The role of avalanching in cold emission devices

Abstract

Nonthermionic emission of electrons into a vacuum is observed in Malter effect emission, MgO cold-cathode type emission, and thin film metal sandwich emission. These cold-cathode effects possess certain similarities which appear to be the result of a common basic emission mechanism. MgO cold-cathode type emission has been the most extensively studied of these three cold-cathode effects. In MgO cold cathodes an electric field of the order of 106v/cm is developed across a relatively thin (∼7000Å) oxide layer. This electric field is indirectly developed as a result of hole migration through the MgO layer. A similar process of field enhancement probably occurs in Malter effect emission, while in thin film metal sandwich devices the required electric field is developed directly. Study of the detailed characteristics of MgO cold-cathode emission suggests strongly that electron avalanching is the basic mechanism responsible for self-sustained emission.

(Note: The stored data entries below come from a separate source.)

//! Quadrature rules on n-dimensional simplices
//!
//! This crate builds the Walkington family of symmetric quadrature rules on
//! the reference simplex of any dimension, either in `f64` or in exact
//! arithmetic (rationals plus one quadratic surd).
//!
//! # Features
//!
//! - **Schemes 1, 2, 3, 5, 7**: degrees 1, 1, 3, 5, 7
//! - **Any dimension** for schemes 1 to 3; schemes 5 and 7 are tabulated for
//!   triangles/tetrahedra and tetrahedra respectively
//! - **Exact mode**: weights and points as exact rationals / surds
//! - **Normalized weights**: every rule averages over the simplex
//!
//! # Example
//!
//! ```
//! use math_audio_nsimplex::{FloatArithmetic, SimplexRule};
//!
//! let rule = SimplexRule::walkington(3, 5, &FloatArithmetic);
//! assert_eq!(rule.degree, 5);
//! assert_eq!(rule.num_points(), 15);
//!
//! let total: f64 = rule.weights.sum();
//! assert!((total - 1.0).abs() < 1e-12);
//! ```

pub mod arithmetic;
pub mod error;
pub mod quadrature;

pub use arithmetic::{
    Arithmetic, ArithmeticMode, ExactArithmetic, FloatArithmetic, QuadraticSurd, Scalar,
};
pub use error::{QuadratureError, Result};
pub use quadrature::{AnyRule, Scheme, SimplexRule, try_walkington, walkington};

/// Library version
pub fn version() -> &'static str {
    env!("CARGO_PKG_VERSION")
}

In the self-sustained region, the IV characteristics are those of a simple avalanche process. Furthermore, the observed electron velocity distribution and the temperature dependence of emission follow from the requirement that electrons which are emitted come from a highly energetic electron "gas," presumably the terminal result of an avalanching process. Similarities between this process and the mechanism producing emission from thin film metal sandwich devices with insulating layers of 250Å-16,000 Å thickness are discussed.